Filter the listing down to the lines containing the word "JSON".

Records for this exercise:

[Start of section]

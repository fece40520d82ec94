//! Python Bindings
//!
//! Exposes factories over Python dicts. A dict store merges like a dynamic
//! record: the stored dict is copied, the patch is applied with
//! `dict.update`, and the copy is committed. A patch that cannot be merged
//! commits nothing and notifies nobody. Dicts handed out by `get` are
//! snapshots; mutating one does not write to the store.

use std::sync::Arc;

use pyo3::prelude::*;
use pyo3::types::PyDict;
use tracing::warn;

use crate::error::PatchError;
use crate::scope::PubSub;
use crate::store::{CallbackKey, ShallowMerge, Store, Unsubscribe};

/// A Python dict used as store data.
#[derive(Debug)]
pub struct PyRecord(Py<PyDict>);

impl Clone for PyRecord {
    fn clone(&self) -> Self {
        Python::with_gil(|py| Self(self.0.clone_ref(py)))
    }
}

impl ShallowMerge for PyRecord {
    type Patch = PyRecord;

    fn merge(&mut self, patch: Self::Patch) {
        if let Err(err) = self.try_merge(patch) {
            warn!(error = %err, "dict patch could not be merged; keeping previous value");
        }
    }

    fn try_merge(&mut self, patch: Self::Patch) -> Result<(), PatchError> {
        let merged = Python::with_gil(|py| -> PyResult<Py<PyDict>> {
            let next = self.0.bind(py).copy()?;
            next.update(patch.0.bind(py).as_mapping())?;
            Ok(next.unbind())
        });

        self.0 = merged.map_err(|err| PatchError::Rejected(err.to_string()))?;
        Ok(())
    }
}

/// Python-exposed factory.
#[pyclass(name = "PubSub")]
pub struct PyPubSub {
    inner: PubSub<PyRecord>,
}

#[pymethods]
impl PyPubSub {
    #[new]
    fn new(initial: &Bound<'_, PyDict>) -> PyResult<Self> {
        // Own a private copy so later mutation of the caller's dict is not seen.
        let initial = PyRecord(initial.copy()?.unbind());
        Ok(Self {
            inner: PubSub::new(initial),
        })
    }

    /// Instantiate a fresh store seeded with the initial dict.
    fn provider(&self) -> PyStore {
        PyStore {
            inner: Arc::clone(self.inner.provider().store()),
        }
    }

    /// The detached store used when no provider is available.
    fn default_store(&self) -> PyStore {
        PyStore {
            inner: self.inner.fallback(),
        }
    }
}

/// Python-exposed store.
#[pyclass(name = "Store")]
pub struct PyStore {
    inner: Arc<Store<PyRecord>>,
}

#[pymethods]
impl PyStore {
    /// A copy of the current value.
    fn get<'py>(&self, py: Python<'py>) -> PyResult<Bound<'py, PyDict>> {
        let snapshot = py.allow_threads(|| self.inner.get());
        snapshot.0.bind(py).copy()
    }

    /// Merge `partial` into the current value and notify subscribers.
    fn set(&self, partial: &Bound<'_, PyDict>) -> PyResult<()> {
        let patch = PyRecord(partial.copy()?.unbind());
        let py = partial.py();
        py.allow_threads(|| self.inner.set(patch));
        Ok(())
    }

    /// Register a callable. The same callable registered twice is notified
    /// once per write.
    fn subscribe(&self, callback: PyObject) -> PyUnsubscribe {
        let key = CallbackKey::from_raw(callback.as_ptr() as usize);
        let notify = Arc::new(move || {
            Python::with_gil(|py| {
                if let Err(err) = callback.call0(py) {
                    err.print(py);
                }
            });
        });

        PyUnsubscribe {
            inner: self.inner.subscribe_keyed(key, notify),
        }
    }

    #[getter]
    fn version(&self) -> u64 {
        self.inner.version()
    }

    #[getter]
    fn detached(&self) -> bool {
        self.inner.is_detached()
    }

    fn subscriber_count(&self) -> usize {
        self.inner.subscriber_count()
    }

    fn __repr__(&self) -> String {
        format!(
            "Store(id={}, version={}, subscribers={})",
            self.inner.id().raw(),
            self.inner.version(),
            self.inner.subscriber_count()
        )
    }
}

/// Python-exposed unsubscribe handle. Call it to unsubscribe.
#[pyclass(name = "Unsubscribe")]
pub struct PyUnsubscribe {
    inner: Unsubscribe,
}

#[pymethods]
impl PyUnsubscribe {
    fn __call__(&self) {
        self.inner.unsubscribe();
    }

    #[getter]
    fn spent(&self) -> bool {
        self.inner.is_spent()
    }
}
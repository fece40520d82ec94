//! Scopes and Subscriptions
//!
//! This module connects stores to the consumers that read them.
//!
//! # Concepts
//!
//! ## Factory
//!
//! A [`PubSub`] captures an initial value once. It hands out providers and
//! resolves consumers to the right store.
//!
//! ## Provider
//!
//! A [`Provider`] is one instantiation of a scope. It owns one store, seeded
//! from the factory's initial value. Nested providers of the same factory
//! are independent.
//!
//! ## Subscription
//!
//! A [`Subscription`] reads `selector(store value)` and refreshes itself on
//! every write, re-rendering only when the derived value changes.
//!
//! # Implementation Notes
//!
//! Ambient lookup uses a thread-local stack of entered providers, much like
//! the tracking context used by signal-based reactive runtimes. Code that
//! prefers explicit wiring can skip it and call `Provider::use_sub`
//! directly.

mod context;
mod provider;
mod selection;

pub use context::{FactoryId, ScopeContext, ScopeGuard, ScopeId};
pub use provider::{Provider, PubSub, PubSubBuilder};
pub use selection::{ExternalStore, Selection, Selector, Subscription, SyncExternalStore};
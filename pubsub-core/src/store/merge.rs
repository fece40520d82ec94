//! Shallow Merge
//!
//! A store is only ever written through a patch. Merging a patch replaces
//! whole top-level fields (or keys); nothing below the top level is merged
//! element-wise, and nothing the patch leaves out is removed.
//!
//! # Shapes
//!
//! - Keyed mappings (`HashMap`, `BTreeMap`, `IndexMap`): the patch is a map of
//!   the same type. Every key it carries overwrites; other keys stay.
//! - Dynamic records ([`Record`](super::Record)): a JSON object patched by
//!   another JSON object. See the `record` module.
//! - Typed records: declare them with [`store_data!`](crate::store_data),
//!   which generates the patch struct alongside the record.

use std::collections::{BTreeMap, HashMap};
use std::hash::{BuildHasher, Hash};

use indexmap::IndexMap;

use crate::error::PatchError;

/// A value that can absorb a partial update of itself.
///
/// `merge` is applied to a private copy of the current snapshot; the store
/// commits the copy afterwards. Implementations only assign fields.
pub trait ShallowMerge: Clone + Send + Sync + 'static {
    /// The partial-update type. Every field or key it carries overwrites the
    /// corresponding top-level entry of `Self` in full.
    type Patch: Send + 'static;

    /// Overwrite every top-level entry present in `patch`.
    fn merge(&mut self, patch: Self::Patch);

    /// Like `merge`, for shapes where applying a patch can fail. On error the
    /// store commits nothing and notifies nobody.
    fn try_merge(&mut self, patch: Self::Patch) -> Result<(), PatchError> {
        self.merge(patch);
        Ok(())
    }
}

impl<K, V, S> ShallowMerge for HashMap<K, V, S>
where
    K: Eq + Hash + Clone + Send + Sync + 'static,
    V: Clone + Send + Sync + 'static,
    S: BuildHasher + Clone + Send + Sync + 'static,
{
    type Patch = HashMap<K, V, S>;

    fn merge(&mut self, patch: Self::Patch) {
        self.extend(patch);
    }
}

impl<K, V> ShallowMerge for BTreeMap<K, V>
where
    K: Ord + Clone + Send + Sync + 'static,
    V: Clone + Send + Sync + 'static,
{
    type Patch = BTreeMap<K, V>;

    fn merge(&mut self, patch: Self::Patch) {
        self.extend(patch);
    }
}

impl<K, V, S> ShallowMerge for IndexMap<K, V, S>
where
    K: Eq + Hash + Clone + Send + Sync + 'static,
    V: Clone + Send + Sync + 'static,
    S: BuildHasher + Clone + Send + Sync + 'static,
{
    type Patch = IndexMap<K, V, S>;

    // Existing keys keep their position; new keys are appended.
    fn merge(&mut self, patch: Self::Patch) {
        self.extend(patch);
    }
}

/// Declare a record type together with its patch type.
///
/// Every field of the patch is the record's field wrapped in `Option`:
/// `None` leaves the field alone, `Some(v)` replaces it. A field that is
/// itself optional therefore gets an `Option<Option<_>>` patch field, and
/// `Some(None)` clears it.
///
/// ```rust
/// use pubsub_core::store_data;
///
/// store_data! {
///     #[derive(Debug, Clone, PartialEq)]
///     pub struct Address => AddressPatch {
///         pub street1: String,
///         pub street2: Option<String>,
///         pub zipcode: u32,
///     }
/// }
///
/// use pubsub_core::ShallowMerge;
///
/// let mut address = Address {
///     street1: "1 hack drive".into(),
///     street2: None,
///     zipcode: 94025,
/// };
/// address.merge(AddressPatch {
///     street2: Some(Some("PO Box 123".into())),
///     ..Default::default()
/// });
/// assert_eq!(address.street1, "1 hack drive");
/// assert_eq!(address.street2.as_deref(), Some("PO Box 123"));
/// ```
#[macro_export]
macro_rules! store_data {
    (
        $(#[$meta:meta])*
        $vis:vis struct $name:ident => $patch:ident {
            $(
                $(#[$field_meta:meta])*
                $field_vis:vis $field:ident : $ty:ty
            ),* $(,)?
        }
    ) => {
        $(#[$meta])*
        $vis struct $name {
            $(
                $(#[$field_meta])*
                $field_vis $field: $ty,
            )*
        }

        #[doc = concat!("Partial update of [`", stringify!($name), "`].")]
        #[derive(Clone, Default)]
        #[allow(clippy::option_option)]
        $vis struct $patch {
            $(
                $field_vis $field: ::core::option::Option<$ty>,
            )*
        }

        impl $crate::ShallowMerge for $name {
            type Patch = $patch;

            fn merge(&mut self, patch: Self::Patch) {
                $(
                    if let ::core::option::Option::Some(value) = patch.$field {
                        self.$field = value;
                    }
                )*
            }
        }
    };
}
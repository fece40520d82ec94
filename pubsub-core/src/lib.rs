//! PubSub Core
//!
//! This crate provides scoped, shared stores with selector-based
//! subscriptions. It implements:
//!
//! - A store engine (current value, shallow-merge writes, subscriber set)
//! - A factory that instantiates one store per provider scope
//! - Selector subscriptions that refresh on every write and re-render only
//!   when the selected value changes
//!
//! The crate is designed to be used both as a native Rust library and, with
//! the `python` feature, as a Python extension module via PyO3.
//!
//! # Architecture
//!
//! The crate is organized into two modules:
//!
//! - `store`: the container, the merge rule and the subscriber registry
//! - `scope`: the factory, providers, ambient scope lookup and subscriptions
//!
//! # Example
//!
//! ```rust
//! use pubsub_core::{store_data, PubSub};
//!
//! store_data! {
//!     #[derive(Debug, Clone, PartialEq)]
//!     pub struct Address => AddressPatch {
//!         pub street1: String,
//!         pub street2: Option<String>,
//!         pub city: String,
//!     }
//! }
//!
//! let pubsub = PubSub::new(Address {
//!     street1: "1 hack drive".into(),
//!     street2: None,
//!     city: "menlo park".into(),
//! });
//!
//! let provider = pubsub.provider();
//! provider.scope(|| {
//!     let street1 = pubsub.use_sub(|s: &Address| s.street1.clone());
//!
//!     // Any subscriber may write any field.
//!     street1.set_data(AddressPatch {
//!         street2: Some(Some("PO Box 123".into())),
//!         ..Default::default()
//!     });
//!
//!     assert_eq!(street1.data(), "1 hack drive");
//!     assert_eq!(street1.render_count(), 1);
//! });
//!
//! assert_eq!(provider.store().get().street2.as_deref(), Some("PO Box 123"));
//! ```

pub mod error;
pub mod scope;
pub mod store;

#[cfg(feature = "python")]
pub mod python;

pub use error::PatchError;
pub use scope::{
    ExternalStore, Provider, PubSub, PubSubBuilder, ScopeGuard, Selection, Subscription,
    SyncExternalStore,
};
pub use store::{callback, Callback, Record, ShallowMerge, Store, Unsubscribe};

#[cfg(feature = "python")]
use pyo3::prelude::*;

/// Python module definition.
///
/// This function is called by Python when importing the module.
/// It registers all Python-exposed types.
#[cfg(feature = "python")]
#[pymodule]
fn _core(m: &Bound<'_, PyModule>) -> PyResult<()> {
    m.add_class::<python::PyPubSub>()?;
    m.add_class::<python::PyStore>()?;
    m.add_class::<python::PyUnsubscribe>()?;

    // Add version info
    m.add("__version__", env!("CARGO_PKG_VERSION"))?;

    Ok(())
}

[End of section]

Solution to this problem:
//! - Dynamic records ([`Record`](super::Record)): a JSON object patched by
//!   another JSON object. See the `record` module.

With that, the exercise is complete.